After six months of chronic calf pain, I went to see me doctor. I was afraid I might have a blood clot. I've been diagnosed with chronic Achilles' tendinopathy. I have a prescription for an antiinflammatory drug and physical therapy. Is this something I can just treat myself?


Chronic Achilles' tendinopathy can be very difficult to treat successfully. Experts advise starting with a program of conservative care. This begins with antiinflammatory medications. Even though there is no active inflammation, for some reason these drugs do seem to help.

A course of physical therapy can be very helpful along with the medications. The therapist will use heat modalities such as ultrasound and manual therapy to realign the tendon fibers. This can help promote healing.

There have been some studies suggesting that a program of eccentric loading exercises work well for Achilles' tendinopathy. But other studies have not confirmed these results. If you want to try this idea, the therapist can show you how to do these exercises.

The basic idea is to start with the foot in a neutral position and slowly lengthen the muscle. The program is gradually increased until you can do three sets of 15 repetitions.

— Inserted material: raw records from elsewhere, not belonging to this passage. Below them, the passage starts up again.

//! Request decoders and response encoders.
//!
//! An [`Endpoint`](crate::Endpoint) pairs one [`Decoder`] with one
//! [`Encoder`]. The stock pairs are:
//!
//! | Decoder | Encoder | Body |
//! |---|---|---|
//! | [`JsonDecoder`] | [`JsonEncoder`] | JSON (the default) |
//! | [`EmptyDecoder`] | any | ignored |
//! | [`BinaryDecoder`] | [`BinaryEncoder`] | 4-byte big-endian length prefix + payload |
//! | [`RawDecoder`] | [`RawEncoder`] | the untouched request and response |
//!
//! Successful results shape their response through [`ResponseHooks`]: a
//! status-code hook and a header hook, both with neutral defaults. Wrap a
//! value in [`Reply`] to set them per call.

use std::collections::{BTreeMap, HashMap};

use bytes::{BufMut, Bytes, BytesMut};
use http::header::{HeaderName, HeaderValue, CONTENT_TYPE};
use http::{HeaderMap, StatusCode};
use serde::de::DeserializeOwned;
use serde::Serialize;

use crate::context::RequestContext;
use crate::error::{Headerer, ServiceError, StatusCoder};
use crate::{Request, Response};

/// Content type written by [`JsonEncoder`].
pub const JSON_CONTENT_TYPE: &str = "application/json; charset=utf-8";

/// Content type read and written by the binary codec.
pub const BINARY_CONTENT_TYPE: &str = "application/octet-stream";

/// Size of the binary frame prefix.
pub const FRAME_HEADER_LEN: usize = 4;

/// Turns a buffered request into the business function's input.
pub trait Decoder<I>: Send + Sync + 'static {
    /// Decodes `request`. Errors become 4xx responses.
    fn decode(&self, ctx: &RequestContext, request: Request) -> Result<I, ServiceError>;
}

/// Turns the business function's output into a response.
pub trait Encoder<O>: Send + Sync + 'static {
    /// Encodes a successful result.
    fn encode(&self, ctx: &RequestContext, output: O) -> Result<Response, ServiceError>;

    /// Encodes an error. The default writes the JSON envelope.
    fn encode_error(&self, ctx: &RequestContext, error: &ServiceError) -> Response {
        let _ = ctx;
        error_response(error)
    }
}

/// Hooks a successful result may use to shape its response.
pub trait ResponseHooks {
    /// Status of the response. Defaults to 200.
    fn status_code(&self) -> StatusCode {
        StatusCode::OK
    }

    /// Headers merged into the response. Defaults to none.
    fn headers(&self) -> HeaderMap {
        HeaderMap::new()
    }
}

impl ResponseHooks for () {}
impl ResponseHooks for String {}
impl ResponseHooks for &'static str {}
impl ResponseHooks for bool {}
impl ResponseHooks for Bytes {}
impl ResponseHooks for serde_json::Value {}
impl<T> ResponseHooks for Vec<T> {}
impl<T> ResponseHooks for Option<T> {}
impl<K, V> ResponseHooks for HashMap<K, V> {}
impl<K, V> ResponseHooks for BTreeMap<K, V> {}

/// A result with an explicit status and extra headers.
///
/// ```
/// use gizmo_core::{Reply, ResponseHooks};
/// use http::StatusCode;
///
/// let reply = Reply::new(serde_json::json!({"id": 7}))
///     .with_status(StatusCode::CREATED)
///     .with_header(http::header::LOCATION, http::HeaderValue::from_static("/widgets/7"));
///
/// assert_eq!(reply.status_code(), StatusCode::CREATED);
/// assert_eq!(reply.headers()["location"], "/widgets/7");
/// ```
#[derive(Debug, Clone)]
pub struct Reply<T> {
    value: T,
    status: StatusCode,
    headers: HeaderMap,
}

impl<T> Reply<T> {
    /// Wraps `value` with status 200 and no headers.
    #[must_use]
    pub fn new(value: T) -> Self {
        Self {
            value,
            status: StatusCode::OK,
            headers: HeaderMap::new(),
        }
    }

    /// Sets the status.
    #[must_use]
    pub fn with_status(mut self, status: StatusCode) -> Self {
        self.status = status;
        self
    }

    /// Adds a header.
    #[must_use]
    pub fn with_header(mut self, name: HeaderName, value: HeaderValue) -> Self {
        self.headers.append(name, value);
        self
    }

    /// Returns the wrapped value.
    pub fn into_inner(self) -> T {
        self.value
    }
}

impl<T> ResponseHooks for Reply<T> {
    fn status_code(&self) -> StatusCode {
        self.status
    }

    fn headers(&self) -> HeaderMap {
        self.headers.clone()
    }
}

impl<T: Serialize> Serialize for Reply<T> {
    fn serialize<S: serde::Serializer>(&self, serializer: S) -> Result<S::Ok, S::Error> {
        self.value.serialize(serializer)
    }
}

impl<T: BinaryMessage> BinaryMessage for Reply<T> {
    fn to_bytes(&self) -> Bytes {
        self.value.to_bytes()
    }

    fn from_bytes(bytes: Bytes) -> Result<Self, ServiceError> {
        T::from_bytes(bytes).map(Reply::new)
    }
}

/// Renders an error as a response: status and headers from the hooks, body
/// from [`ServiceError::body`].
#[must_use]
pub fn error_response(error: &ServiceError) -> Response {
    let body = serde_json::to_vec(&error.body()).unwrap_or_else(|_| b"{}".to_vec());
    let mut response = Response::new(Bytes::from(body));
    *response.status_mut() = error.status_code();
    response
        .headers_mut()
        .insert(CONTENT_TYPE, HeaderValue::from_static(JSON_CONTENT_TYPE));
    response.headers_mut().extend(error.headers());
    response
}

fn with_hooks(body: Bytes, content_type: &'static str, hooks: &impl ResponseHooks) -> Response {
    let mut response = Response::new(body);
    *response.status_mut() = hooks.status_code();
    response
        .headers_mut()
        .insert(CONTENT_TYPE, HeaderValue::from_static(content_type));
    response.headers_mut().extend(hooks.headers());
    response
}

/// Decodes the request body as JSON.
///
/// An empty body decodes as JSON `null`, so `()` and `Option<T>` inputs
/// accept body-less requests.
#[derive(Debug, Clone, Copy, Default)]
pub struct JsonDecoder;

impl<I: DeserializeOwned + Send + 'static> Decoder<I> for JsonDecoder {
    fn decode(&self, _ctx: &RequestContext, request: Request) -> Result<I, ServiceError> {
        let body = request.into_body();
        let slice: &[u8] = if body.iter().all(u8::is_ascii_whitespace) {
            b"null"
        } else {
            &body
        };
        serde_json::from_slice(slice)
            .map_err(|e| ServiceError::bad_request(format!("unable to decode request: {e}")))
    }
}

/// Encodes the result as JSON.
#[derive(Debug, Clone, Copy, Default)]
pub struct JsonEncoder;

impl<O: Serialize + ResponseHooks + Send + 'static> Encoder<O> for JsonEncoder {
    fn encode(&self, _ctx: &RequestContext, output: O) -> Result<Response, ServiceError> {
        let body = serde_json::to_vec(&output).map_err(anyhow::Error::new)?;
        Ok(with_hooks(Bytes::from(body), JSON_CONTENT_TYPE, &output))
    }
}

/// Ignores the request entirely and yields `()`.
#[derive(Debug, Clone, Copy, Default)]
pub struct EmptyDecoder;

impl Decoder<()> for EmptyDecoder {
    fn decode(&self, _ctx: &RequestContext, _request: Request) -> Result<(), ServiceError> {
        Ok(())
    }
}

/// A message with a byte-level wire form.
pub trait BinaryMessage: Sized + Send + 'static {
    /// Serializes the message.
    fn to_bytes(&self) -> Bytes;

    /// Parses a message.
    fn from_bytes(bytes: Bytes) -> Result<Self, ServiceError>;
}

impl BinaryMessage for Bytes {
    fn to_bytes(&self) -> Bytes {
        self.clone()
    }

    fn from_bytes(bytes: Bytes) -> Result<Self, ServiceError> {
        Ok(bytes)
    }
}

impl BinaryMessage for Vec<u8> {
    fn to_bytes(&self) -> Bytes {
        Bytes::copy_from_slice(self)
    }

    fn from_bytes(bytes: Bytes) -> Result<Self, ServiceError> {
        Ok(bytes.to_vec())
    }
}

impl BinaryMessage for String {
    fn to_bytes(&self) -> Bytes {
        Bytes::copy_from_slice(self.as_bytes())
    }

    fn from_bytes(bytes: Bytes) -> Result<Self, ServiceError> {
        String::from_utf8(bytes.to_vec())
            .map_err(|e| ServiceError::bad_request(format!("invalid utf-8 payload: {e}")))
    }
}

/// Prefixes `payload` with its length as a big-endian `u32`.
#[must_use]
pub fn encode_frame(payload: &[u8]) -> Bytes {
    let mut buf = BytesMut::with_capacity(FRAME_HEADER_LEN + payload.len());
    #[allow(clippy::cast_possible_truncation)]
    buf.put_u32(payload.len() as u32);
    buf.put_slice(payload);
    buf.freeze()
}

/// Splits one length-prefixed frame. The frame must span the whole input.
pub fn decode_frame(mut frame: Bytes) -> Result<Bytes, ServiceError> {
    if frame.len() < FRAME_HEADER_LEN {
        return Err(ServiceError::bad_request("binary frame shorter than its header"));
    }
    let header = frame.split_to(FRAME_HEADER_LEN);
    let declared = u32::from_be_bytes([header[0], header[1], header[2], header[3]]) as usize;
    if declared != frame.len() {
        return Err(ServiceError::bad_request(format!(
            "binary frame declares {declared} bytes but carries {}",
            frame.len()
        )));
    }
    Ok(frame)
}

/// Decodes a length-prefixed binary body.
#[derive(Debug, Clone, Copy, Default)]
pub struct BinaryDecoder;

impl<I: BinaryMessage> Decoder<I> for BinaryDecoder {
    fn decode(&self, _ctx: &RequestContext, request: Request) -> Result<I, ServiceError> {
        I::from_bytes(decode_frame(request.into_body())?)
    }
}

/// Encodes the result as a length-prefixed binary body.
#[derive(Debug, Clone, Copy, Default)]
pub struct BinaryEncoder;

impl<O: BinaryMessage + ResponseHooks> Encoder<O> for BinaryEncoder {
    fn encode(&self, _ctx: &RequestContext, output: O) -> Result<Response, ServiceError> {
        let body = encode_frame(&output.to_bytes());
        Ok(with_hooks(body, BINARY_CONTENT_TYPE, &output))
    }
}

/// Hands the whole request to the business function.
#[derive(Debug, Clone, Copy, Default)]
pub struct RawDecoder;

impl Decoder<Request> for RawDecoder {
    fn decode(&self, _ctx: &RequestContext, request: Request) -> Result<Request, ServiceError> {
        Ok(request)
    }
}

/// Writes the business function's response untouched.
#[derive(Debug, Clone, Copy, Default)]
pub struct RawEncoder;

impl Encoder<Response> for RawEncoder {
    fn encode(&self, _ctx: &RequestContext, output: Response) -> Result<Response, ServiceError> {
        Ok(output)
    }
}

/// Builds a plain-text response.
#[must_use]
pub fn text_response(status: StatusCode, body: impl Into<Bytes>) -> Response {
    let mut response = Response::new(body.into());
    *response.status_mut() = status;
    response.headers_mut().insert(
        CONTENT_TYPE,
        HeaderValue::from_static("text/plain; charset=utf-8"),
    );
    response
}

Other forms of treatment may include special insoles in your shoes to place your foot in good alignment for healing. Shock-wave therapy has also been tried with good success for some people. A special device is used to apply a pulse through the skin to the injured tendon. Low-energy shock waves therapy brings blood to the area. Pain or nerve endings are blocked and soft tissue healing is enhanced.

Most of these treatment ideas require an initial assessment and program set up. Once you get started, you may only need occasional monitoring. For faster results it's a good idea to have an individualized program. This will allow you to ask questions and help keep you on track, too. Jan D. Rompe, MD, et al. Eccentric Loading Compared with Shock Wave Treatment for Chronic Insertional Achilles Tendinopathy. In Journal of Bone and Joint Surgery. January 2008. Vol. 90. No. 1. Pp. 52-61.

*Disclaimer:* The information contained herein is compiled from a variety of sources. It may not be complete or timely. It does not cover all diseases, physical conditions, ailments or treatments. The information should NOT be used in place of visit with your healthcare provider, nor should you disregard the advice of your health care provider because of any information you read in this topic.